Return, from the data below, each line that contains the word "UserCreated".
━━━ ENTRIES SHOWN ━━━
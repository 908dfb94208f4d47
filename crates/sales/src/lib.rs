//! Sales Orders domain module (event-sourced).
//!
//! This crate contains business rules for sales orders, implemented purely as
//! deterministic domain logic (no IO, no HTTP, no storage).

pub mod order;

pub use order::{
    AddLine, ConfirmOrder, CreateSalesOrder, LineAdded, MarkInvoiced, OrderConfirmed, SalesOrder,
    SalesOrderCommand, SalesOrderCreated, SalesOrderEvent, SalesOrderId, SalesOrderStatus,
};


use chrono::{DateTime, Utc};
use serde::{Deserialize, Serialize};
use serde_json::Value as JsonValue;
use thiserror::Error;
use uuid::Uuid;

use forgeerp_core::{AggregateId, ExpectedVersion, TenantId};
use forgeerp_events::EventMetadata;
use std::sync::Arc;

/// An event ready to be appended to a stream (not yet assigned a sequence number).
///
/// Domain modules can build this from their typed events using serde, while
/// preserving the event metadata needed for deserialization.
#[derive(Debug, Clone, PartialEq, Eq, Serialize, Deserialize)]
pub struct UncommittedEvent {
    pub event_id: Uuid,
    pub tenant_id: TenantId,
    pub aggregate_id: AggregateId,
    pub aggregate_type: String,

    pub event_type: String,
    pub event_version: u32,
    pub occurred_at: DateTime<Utc>,

    #[serde(default)]
    pub metadata: EventMetadata,

    pub payload: JsonValue,
}

/// A stored event in an append-only stream (assigned a sequence number).
#[derive(Debug, Clone, PartialEq, Eq, Serialize, Deserialize)]
pub struct StoredEvent {
    pub event_id: Uuid,
    pub tenant_id: TenantId,
    pub aggregate_id: AggregateId,
    pub aggregate_type: String,

    /// Monotonically increasing position in the aggregate stream.
    pub sequence_number: u64,

    pub event_type: String,
    pub event_version: u32,
    pub occurred_at: DateTime<Utc>,

    #[serde(default)]
    pub metadata: EventMetadata,

    pub payload: JsonValue,
}

impl StoredEvent {
    pub fn stream_version(&self) -> u64 {
        self.sequence_number
    }

    /// Convert a stored event into a tenant-scoped event envelope for publication.
    pub fn to_envelope(&self) -> forgeerp_events::EventEnvelope<JsonValue> {
        forgeerp_events::EventEnvelope::with_metadata(
            self.event_id,
            self.tenant_id,
            self.aggregate_id,
            self.aggregate_type.clone(),
            self.sequence_number,
            self.metadata.clone(),
            self.payload.clone(),
        )
    }
}

#[derive(Debug, Error)]
pub enum EventStoreError {
    #[error("optimistic concurrency check failed: {0}")]
    Concurrency(String),

    #[error("tenant isolation violation: {0}")]
    TenantIsolation(String),

    #[error("aggregate type mismatch: {0}")]
    AggregateTypeMismatch(String),

    #[error("invalid append: {0}")]
    InvalidAppend(String),

    #[error("event publication failed: {0}")]
    Publish(String),
}

/// Append-only, tenant-scoped event store.
///
/// - **No storage assumptions** (works for in-memory tests/dev and future SQL backends)
/// - **Tenant isolation** enforced on read and write
/// - **Optimistic locking** via `ExpectedVersion`
pub trait EventStore: Send + Sync {
    /// Append events to an aggregate stream (append-only).
    ///
    /// Implementations must:
    /// - enforce tenant isolation
    /// - enforce optimistic concurrency against the current stream version
    /// - assign monotonically increasing `sequence_number`s starting at `current_version + 1`
    fn append(
        &self,
        events: Vec<UncommittedEvent>,
        expected_version: ExpectedVersion,
    ) -> Result<Vec<StoredEvent>, EventStoreError>;

    /// Load the full stream for a tenant + aggregate.
    fn load_stream(
        &self,
        tenant_id: TenantId,
        aggregate_id: AggregateId,
    ) -> Result<Vec<StoredEvent>, EventStoreError>;

    /// Load the suffix of a stream strictly after `since_version`.
    ///
    /// Default implementation loads the full stream and filters; implementations
    /// backed by an indexed store should override this with a direct range query.
    /// Intended to let snapshot-assisted rehydration skip folding an already-known
    /// prefix without changing the append contract.
    fn load_after(
        &self,
        tenant_id: TenantId,
        aggregate_id: AggregateId,
        since_version: u64,
    ) -> Result<Vec<StoredEvent>, EventStoreError> {
        Ok(self
            .load_stream(tenant_id, aggregate_id)?
            .into_iter()
            .filter(|e| e.sequence_number > since_version)
            .collect())
    }
}

impl<S> EventStore for Arc<S>
where
    S: EventStore + ?Sized,
{
    fn append(
        &self,
        events: Vec<UncommittedEvent>,
        expected_version: ExpectedVersion,
    ) -> Result<Vec<StoredEvent>, EventStoreError> {
        (**self).append(events, expected_version)
    }

    fn load_stream(
        &self,
        tenant_id: TenantId,
        aggregate_id: AggregateId,
    ) -> Result<Vec<StoredEvent>, EventStoreError> {
        (**self).load_stream(tenant_id, aggregate_id)
    }

    fn load_after(
        &self,
        tenant_id: TenantId,
        aggregate_id: AggregateId,
        since_version: u64,
    ) -> Result<Vec<StoredEvent>, EventStoreError> {
        (**self).load_after(tenant_id, aggregate_id, since_version)
    }
}

impl UncommittedEvent {
    /// Convenience constructor from a typed envelope payload.
    ///
    /// Keeps infra decoupled from business, while still capturing event metadata
    /// needed for future deserialization.
    pub fn from_typed<E>(
        tenant_id: TenantId,
        aggregate_id: AggregateId,
        aggregate_type: impl Into<String>,
        event_id: Uuid,
        event: &E,
    ) -> Result<Self, EventStoreError>
    where
        E: forgeerp_events::Event + Serialize,
    {
        Self::from_typed_with_metadata(
            tenant_id,
            aggregate_id,
            aggregate_type,
            event_id,
            EventMetadata::default(),
            event,
        )
    }

    /// Like `from_typed`, but attaching causation/correlation/user metadata.
    pub fn from_typed_with_metadata<E>(
        tenant_id: TenantId,
        aggregate_id: AggregateId,
        aggregate_type: impl Into<String>,
        event_id: Uuid,
        metadata: EventMetadata,
        event: &E,
    ) -> Result<Self, EventStoreError>
    where
        E: forgeerp_events::Event + Serialize,
    {
        let payload = serde_json::to_value(event)
            .map_err(|e| EventStoreError::InvalidAppend(format!("payload serialization failed: {e}")))?;

        Ok(Self {
            event_id,
            tenant_id,
            aggregate_id,
            aggregate_type: aggregate_type.into(),
            event_type: event.event_type().to_string(),
            event_version: event.version(),
            occurred_at: event.occurred_at(),
            metadata,
            payload,
        })
    }
}


// ─────────────────────────────────────────────────────────────────────────────
// Events
// ─────────────────────────────────────────────────────────────────────────────

/// Event emitted when a user is created.
#[derive(Debug, Clone, Serialize, Deserialize)]
pub struct UserCreated {
    pub tenant_id: TenantId,
    pub user_id: UserId,
    pub email: String,
    pub display_name: String,
    pub password_hash: String,
    pub initial_roles: Vec<Role>,
    pub occurred_at: DateTime<Utc>,
}

/// Event emitted when a user's password is changed.
#[derive(Debug, Clone, Serialize, Deserialize)]
pub struct PasswordChanged {
    pub tenant_id: TenantId,
    pub user_id: UserId,
    pub new_password_hash: String,
    pub occurred_at: DateTime<Utc>,
}

/// Event emitted when a role is assigned to a user.
#[derive(Debug, Clone, Serialize, Deserialize)]
pub struct RoleAssigned {
    pub tenant_id: TenantId,
    pub user_id: UserId,
    pub role: Role,
    pub occurred_at: DateTime<Utc>,
}

/// Event emitted when a role is revoked from a user.
#[derive(Debug, Clone, Serialize, Deserialize)]
pub struct RoleRevoked {
    pub tenant_id: TenantId,
    pub user_id: UserId,
    pub role: Role,
    pub occurred_at: DateTime<Utc>,
}

/// Event emitted when a user is suspended.
#[derive(Debug, Clone, Serialize, Deserialize)]
pub struct UserSuspended {
    pub tenant_id: TenantId,
    pub user_id: UserId,
    pub reason: String,
    pub occurred_at: DateTime<Utc>,
}

/// Event emitted when a user is activated.
#[derive(Debug, Clone, Serialize, Deserialize)]
pub struct UserActivated {
    pub tenant_id: TenantId,
    pub user_id: UserId,
    pub occurred_at: DateTime<Utc>,
}

/// All user events.
#[derive(Debug, Clone, Serialize, Deserialize)]
pub enum UserEvent {
    Created(UserCreated),
    RoleAssigned(RoleAssigned),
    RoleRevoked(RoleRevoked),
    Suspended(UserSuspended),
    Activated(UserActivated),
    PasswordChanged(PasswordChanged),
}

impl Event for UserEvent {
    fn event_type(&self) -> &'static str {
        match self {
            UserEvent::Created(_) => "auth.user.created",
            UserEvent::RoleAssigned(_) => "auth.user.role_assigned",
            UserEvent::RoleRevoked(_) => "auth.user.role_revoked",
            UserEvent::Suspended(_) => "auth.user.suspended",
            UserEvent::Activated(_) => "auth.user.activated",
            UserEvent::PasswordChanged(_) => "auth.user.password_changed",
        }
    }

    fn version(&self) -> u32 {
        1
    }

    fn occurred_at(&self) -> DateTime<Utc> {
        match self {
            UserEvent::Created(e) => e.occurred_at,
            UserEvent::RoleAssigned(e) => e.occurred_at,
            UserEvent::RoleRevoked(e) => e.occurred_at,
            UserEvent::Suspended(e) => e.occurred_at,
            UserEvent::Activated(e) => e.occurred_at,
            UserEvent::PasswordChanged(e) => e.occurred_at,
        }
    }
}

// ─────────────────────────────────────────────────────────────────────────────
// Error
// ─────────────────────────────────────────────────────────────────────────────

/// User aggregate error.
#[derive(Debug, Clone, PartialEq, Eq, thiserror::Error)]
pub enum UserError {
    #[error("{0}")]
    Domain(#[from] DomainError),
}

// ─────────────────────────────────────────────────────────────────────────────
// Aggregate Implementation
// ─────────────────────────────────────────────────────────────────────────────

impl Aggregate for User {
    type Command = UserCommand;
    type Event = UserEvent;
    type Error = DomainError;

    fn apply(&mut self, event: &Self::Event) {
        match event {
            UserEvent::Created(e) => self.apply_created(e),
            UserEvent::RoleAssigned(e) => self.apply_role_assigned(e),
            UserEvent::RoleRevoked(e) => self.apply_role_revoked(e),
            UserEvent::Suspended(e) => self.apply_suspended(e),
            UserEvent::Activated(e) => self.apply_activated(e),
            UserEvent::PasswordChanged(e) => self.apply_password_changed(e),
        }
        self.version += 1;
    }

    fn handle(&self, command: &Self::Command) -> Result<Vec<Self::Event>, Self::Error> {
        match command {
            UserCommand::Create(cmd) => self.handle_create(cmd),
            UserCommand::AssignRole(cmd) => self.handle_assign_role(cmd),
            UserCommand::RevokeRole(cmd) => self.handle_revoke_role(cmd),
            UserCommand::Suspend(cmd) => self.handle_suspend(cmd),
            UserCommand::Activate(cmd) => self.handle_activate(cmd),
            UserCommand::ChangePassword(cmd) => self.handle_change_password(cmd),
        }
    }
}

impl User {
    // ─────────────────────────────────────────────────────────────────────────
    // Command Handlers
    // ─────────────────────────────────────────────────────────────────────────

    fn handle_create(&self, cmd: &CreateUser) -> Result<Vec<UserEvent>, DomainError> {
        if self.created {
            return Err(DomainError::invariant("user already exists"));
        }

        // Validate email format (basic check)
        if cmd.email.trim().is_empty() || !cmd.email.contains('@') {
            return Err(DomainError::validation("invalid email format"));
        }

        // Validate display name
        if cmd.display_name.trim().is_empty() {
            return Err(DomainError::validation("display name cannot be empty"));
        }

        Ok(vec![UserEvent::Created(UserCreated {
            tenant_id: cmd.tenant_id,
            user_id: cmd.user_id,
            email: cmd.email.trim().to_lowercase(),
            display_name: cmd.display_name.trim().to_string(),
            password_hash: cmd.password_hash.clone(),
            initial_roles: cmd.initial_roles.clone(),
            occurred_at: cmd.occurred_at,
        })])
    }

    fn handle_assign_role(&self, cmd: &AssignRole) -> Result<Vec<UserEvent>, DomainError> {
        if !self.created {
            return Err(DomainError::NotFound);
        }

        self.ensure_tenant(cmd.tenant_id)?;
        self.ensure_not_suspended()?;

        // Check if role is already assigned
        if self.roles.iter().any(|r| r.as_str() == cmd.role.as_str()) {
            return Err(DomainError::invariant("role already assigned"));
        }

        // Privilege escalation check: actor cannot assign roles they don't have
        // Exception: actors with "admin" role can assign any role
        let actor_has_admin = cmd.actor_roles.iter().any(|r| r.as_str() == "admin");
        let actor_has_role = cmd
            .actor_roles
            .iter()
            .any(|r| r.as_str() == cmd.role.as_str());

        if !actor_has_admin && !actor_has_role {
            return Err(DomainError::Unauthorized);
        }

        Ok(vec![UserEvent::RoleAssigned(RoleAssigned {
            tenant_id: cmd.tenant_id,
            user_id: cmd.user_id,
            role: cmd.role.clone(),
            occurred_at: cmd.occurred_at,
        })])
    }

    fn handle_revoke_role(&self, cmd: &RevokeRole) -> Result<Vec<UserEvent>, DomainError> {
        if !self.created {
            return Err(DomainError::NotFound);
        }

        self.ensure_tenant(cmd.tenant_id)?;

        // Check if role is actually assigned
        if !self.roles.iter().any(|r| r.as_str() == cmd.role.as_str()) {
            return Err(DomainError::invariant("role not assigned"));
        }

        Ok(vec![UserEvent::RoleRevoked(RoleRevoked {
            tenant_id: cmd.tenant_id,
            user_id: cmd.user_id,
            role: cmd.role.clone(),
            occurred_at: cmd.occurred_at,
        })])
    }

    fn handle_suspend(&self, cmd: &SuspendUser) -> Result<Vec<UserEvent>, DomainError> {
        if !self.created {
            return Err(DomainError::NotFound);
        }

        self.ensure_tenant(cmd.tenant_id)?;

        if self.status == UserStatus::Suspended {
            return Err(DomainError::invariant("user already suspended"));
        }

        Ok(vec![UserEvent::Suspended(UserSuspended {
            tenant_id: cmd.tenant_id,
            user_id: cmd.user_id,
            reason: cmd.reason.clone(),
            occurred_at: cmd.occurred_at,
        })])
    }

    fn handle_activate(&self, cmd: &ActivateUser) -> Result<Vec<UserEvent>, DomainError> {
        if !self.created {
            return Err(DomainError::NotFound);
        }

        self.ensure_tenant(cmd.tenant_id)?;

        if self.status == UserStatus::Active {
            return Err(DomainError::invariant("user already active"));
        }

        Ok(vec![UserEvent::Activated(UserActivated {
            tenant_id: cmd.tenant_id,
            user_id: cmd.user_id,
            occurred_at: cmd.occurred_at,
        })])
    }

    fn handle_change_password(&self, cmd: &ChangePassword) -> Result<Vec<UserEvent>, DomainError> {
        if !self.created {
            return Err(DomainError::NotFound);
        }

        self.ensure_tenant(cmd.tenant_id)?;

        if cmd.new_password_hash.trim().is_empty() {
            return Err(DomainError::validation("password hash cannot be empty"));
        }

        Ok(vec![UserEvent::PasswordChanged(PasswordChanged {
            tenant_id: cmd.tenant_id,
            user_id: cmd.user_id,
            new_password_hash: cmd.new_password_hash.clone(),
            occurred_at: cmd.occurred_at,
        })])
    }

    // ─────────────────────────────────────────────────────────────────────────
    // Event Appliers
    // ─────────────────────────────────────────────────────────────────────────

    fn apply_created(&mut self, e: &UserCreated) {
        self.id = e.user_id;
        self.tenant_id = Some(e.tenant_id);
        self.email = e.email.clone();
        self.display_name = e.display_name.clone();
        self.password_hash = e.password_hash.clone();
        self.roles = e.initial_roles.clone();
        self.status = UserStatus::Active;
        self.created = true;
    }

    fn apply_role_assigned(&mut self, e: &RoleAssigned) {
        self.roles.push(e.role.clone());
    }

    fn apply_role_revoked(&mut self, e: &RoleRevoked) {
        self.roles.retain(|r| r.as_str() != e.role.as_str());
    }

    fn apply_suspended(&mut self, _e: &UserSuspended) {
        self.status = UserStatus::Suspended;
    }

    fn apply_activated(&mut self, _e: &UserActivated) {
        self.status = UserStatus::Active;
    }

    fn apply_password_changed(&mut self, e: &PasswordChanged) {
        self.password_hash = e.new_password_hash.clone();
    }
}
━━━
ANSWER FOR THIS EXERCISE:
pub struct UserCreated {
    Created(UserCreated),
        Ok(vec![UserEvent::Created(UserCreated {
    fn apply_created(&mut self, e: &UserCreated) {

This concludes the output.